Sandbox:DavidKohler/Relativized Alon Conjecture/Regular tree completion

Consider G, the VLG based on the graph ψ that realizes Tree_d(ψ). Then λ₁(Tree_d(ψ)), the spectral radius of the d-regular tree completion of the the graph ψ, is the inverse of the infimum of all the positive roots, z, of the equation

${\displaystyle \displaystyle {\text{det}}\left[I-Z_{G}(z)\right]=0}$

In other words, we have

${\displaystyle \displaystyle {\frac {1}{\lambda _{1}({\text{Tree}}_{d}(\psi ))}}=\inf \left\{z\mid {\text{det}}\left[I-Z_{G}(z)\right]=0\right\}}$

Where Z_G(z) is the adjacency matrix of G.

Lemma

For any connected graph ψ and the variable length graph G = Tree_d(ψ) we have

${\displaystyle \displaystyle Z_{G}(z)=zA+{\frac {dI-D}{d-1}}S_{d}(z)}$

where A = A_ψ is the adjacency matrix of the graph ψ, D = D_ψ is its degree matrix and

${\displaystyle S_{d}(z)={\frac {1-{\sqrt {1-4(d-1)z^{2}}}}{2}}}$

Lemma

The largest irreducible eigenvalue of the graph ψ, λ_Irred(ψ) is the inverse of the smallest root, y of the equation

${\displaystyle \displaystyle \det[I-yA+y^{2}(D-I)]=0}$

Now consider the change of variables

${\displaystyle \displaystyle y=y(z)={\frac {z}{1-S_{d}(z)}}\iff z=z(y)={\frac {y}{(d-1)y^{2}+1}}}$

which is valid if

${\displaystyle \displaystyle |z|<{\frac {1}{2{\sqrt {d-1}}}}\quad {\text{and}}\quad |y|<{\frac {1}{\sqrt {d-1}}}}$

Notice that this change of variable is increasing as long as it converges.

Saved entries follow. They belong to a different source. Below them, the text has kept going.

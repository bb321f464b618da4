use std::path::PathBuf;

use anyhow::Result;
use clap::{Parser, Subcommand};
use tracing_subscriber::{layer::SubscriberExt, util::SubscriberInitExt};

use snapdeck_core::AppConfig;

mod commands;

#[derive(Parser)]
#[command(name = "snapdeck")]
#[command(author, version, about = "A terminal deck viewer with scroll-snap navigation")]
struct Cli {
    #[command(subcommand)]
    command: Option<Commands>,

    /// Deck file to open (shorthand for `run <DECK>`)
    deck: Option<PathBuf>,
}

#[derive(Subcommand)]
enum Commands {
    /// Start the viewer
    Run {
        /// Deck file (TOML); falls back to the configured default,
        /// then to the built-in demo deck
        deck: Option<PathBuf>,
    },
    /// Validate a deck file and list its sections
    Check {
        /// Deck file (TOML)
        deck: PathBuf,
    },
}

fn main() -> Result<()> {
    let cli = Cli::parse();

    // Load configuration
    let config = AppConfig::load()?;

    // Initialize logging; RUST_LOG overrides the configured level
    tracing_subscriber::registry()
        .with(tracing_subscriber::EnvFilter::new(
            std::env::var("RUST_LOG").unwrap_or_else(|_| config.general.log_level.clone()),
        ))
        .with(tracing_subscriber::fmt::layer().with_target(false))
        .init();

    match cli.command {
        Some(Commands::Run { deck }) => commands::run::run(config, deck.or(cli.deck)),
        None => commands::run::run(config, cli.deck),
        Some(Commands::Check { deck }) => commands::check::run(&deck),
    }
}
use std::io;
use std::path::PathBuf;
use std::time::Instant;

use anyhow::{Context, Result};
use crossterm::{
    event::{DisableMouseCapture, EnableMouseCapture},
    execute,
    terminal::{
        disable_raw_mode, enable_raw_mode, EnterAlternateScreen, LeaveAlternateScreen, SetTitle,
    },
};
use ratatui::{
    backend::CrosstermBackend,
    layout::{Constraint, Direction, Layout},
    Terminal,
};
use tracing::info;

use snapdeck_core::{AppConfig, Deck};
use snapdeck_tui::{
    app::App,
    event::{AppEvent, EventHandler},
    input::{handle_key_event, handle_mouse_event},
    widgets::{NavBarWidget, SectionsWidget},
};

pub fn run(config: AppConfig, deck_path: Option<PathBuf>) -> Result<()> {
    // Resolve the deck: CLI argument, then configured default, then the
    // built-in demo.
    let deck = match deck_path.or_else(|| config.general.deck_path.clone()) {
        Some(path) => Deck::load(&path)
            .with_context(|| format!("failed to load deck {}", path.display()))?,
        None => {
            info!("no deck given, using the built-in demo deck");
            Deck::sample()
        }
    };

    // Setup terminal
    enable_raw_mode()?;
    let mut stdout = io::stdout();
    execute!(
        stdout,
        EnterAlternateScreen,
        EnableMouseCapture,
        SetTitle("snapdeck")
    )?;

    let backend = CrosstermBackend::new(stdout);
    let mut terminal = Terminal::new(backend)?;

    let size = terminal.size()?;
    let event_handler =
        EventHandler::with_animation_fps(config.ui.tick_rate_ms, config.ui.animation_fps);
    let mut app = App::new(deck, config, (size.width, size.height), Instant::now());

    let result = main_loop(&mut terminal, &mut app, &event_handler);

    // Restore terminal
    disable_raw_mode()?;
    execute!(
        terminal.backend_mut(),
        LeaveAlternateScreen,
        DisableMouseCapture
    )?;
    terminal.show_cursor()?;

    result
}

fn main_loop(
    terminal: &mut Terminal<CrosstermBackend<io::Stdout>>,
    app: &mut App,
    event_handler: &EventHandler,
) -> Result<()> {
    loop {
        let now = Instant::now();
        app.on_tick(now);

        terminal.draw(|frame| {
            // Hit boxes are rebuilt from scratch every draw.
            app.hits.clear();

            let rows = Layout::default()
                .direction(Direction::Vertical)
                .constraints([Constraint::Length(1), Constraint::Min(1)])
                .split(frame.area());

            SectionsWidget::render(frame, rows[1], app, now);
            NavBarWidget::render(frame, rows[0], app);
        })?;

        // Poll faster while the snap interpolation runs.
        let event = if app.needs_fast_update() {
            event_handler.next_animation()?
        } else {
            event_handler.next()?
        };

        if let Some(event) = event {
            let now = Instant::now();
            match event {
                AppEvent::Key(key) => {
                    let action = handle_key_event(key);
                    app.handle_action(action, now);
                }
                AppEvent::Mouse(mouse) => {
                    let action = handle_mouse_event(mouse, &app.hits);
                    app.handle_action(action, now);
                }
                AppEvent::Resize(width, height) => {
                    app.on_resize(width, height, now);
                }
                AppEvent::Tick => {}
            }
        }

        if app.should_quit {
            return Ok(());
        }
    }
}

Then we have

${\displaystyle \displaystyle I-Z_{G}(z)=(1-S_{d}(z))(I-yA+y^{2}(D-I))}$

which holds for

${\displaystyle \displaystyle |z|<{\frac {1}{2{\sqrt {d-1}}}}}$

We can now finish the proof. First, take the case where λ₁(Tree_d(ψ)) > 2√d-1 then there is a z₀ such that

${\displaystyle \displaystyle z_{0}<{\frac {1}{2{\sqrt {d-1}}}}}$

which is a root of the equation

${\displaystyle \displaystyle \det[I-Z_{G}(z)]=0}$

Let

${\displaystyle \displaystyle y_{0}=y(z_{0})={\frac {z_{0}}{1-S_{d}(z_{0})}}}$

which is clearly a root of the equation

${\displaystyle \displaystyle \det[I-yA+y^{2}(D-I)]=0}$

and since

${\displaystyle \displaystyle y_{0}<{\frac {1}{\sqrt {d-1}}}}$

we can conclude that

${\displaystyle \displaystyle \lambda _{\text{Irred}}(\psi )>{\sqrt {d-1}}}$

Finally, for the case where λ₁(Tree_d(ψ)) = 2√d-1 then this means that if z₀ is a root of det[I-Z_G(z)] = 0 then we have that

${\displaystyle \displaystyle {\frac {1}{z_{0}}}\leq 2{\sqrt {d-1}}}$

Assume by contradiction that

${\displaystyle \displaystyle \lambda _{\text{Irred}}(\psi )>{\sqrt {d-1}}}$

then there exists a y₀ such that

${\displaystyle \displaystyle y_{0}<{\frac {1}{\sqrt {d-1}}}}$

and that is a root of the equation

${\displaystyle \displaystyle \det[I-yA+y^{2}(D-I)]=0}$

But then, our correspondence of eigenvalues gives an associated eigenvalue z₀ such that

${\displaystyle \displaystyle z_{0}<{\frac {1}{2{\sqrt {d-1}}}}}$

which contradicts our hypothesis. Hence we can claim that

${\displaystyle \displaystyle \lambda _{\text{Irred}}(\psi )\leq {\sqrt {d-1}}}$

which concludes the proof of this property.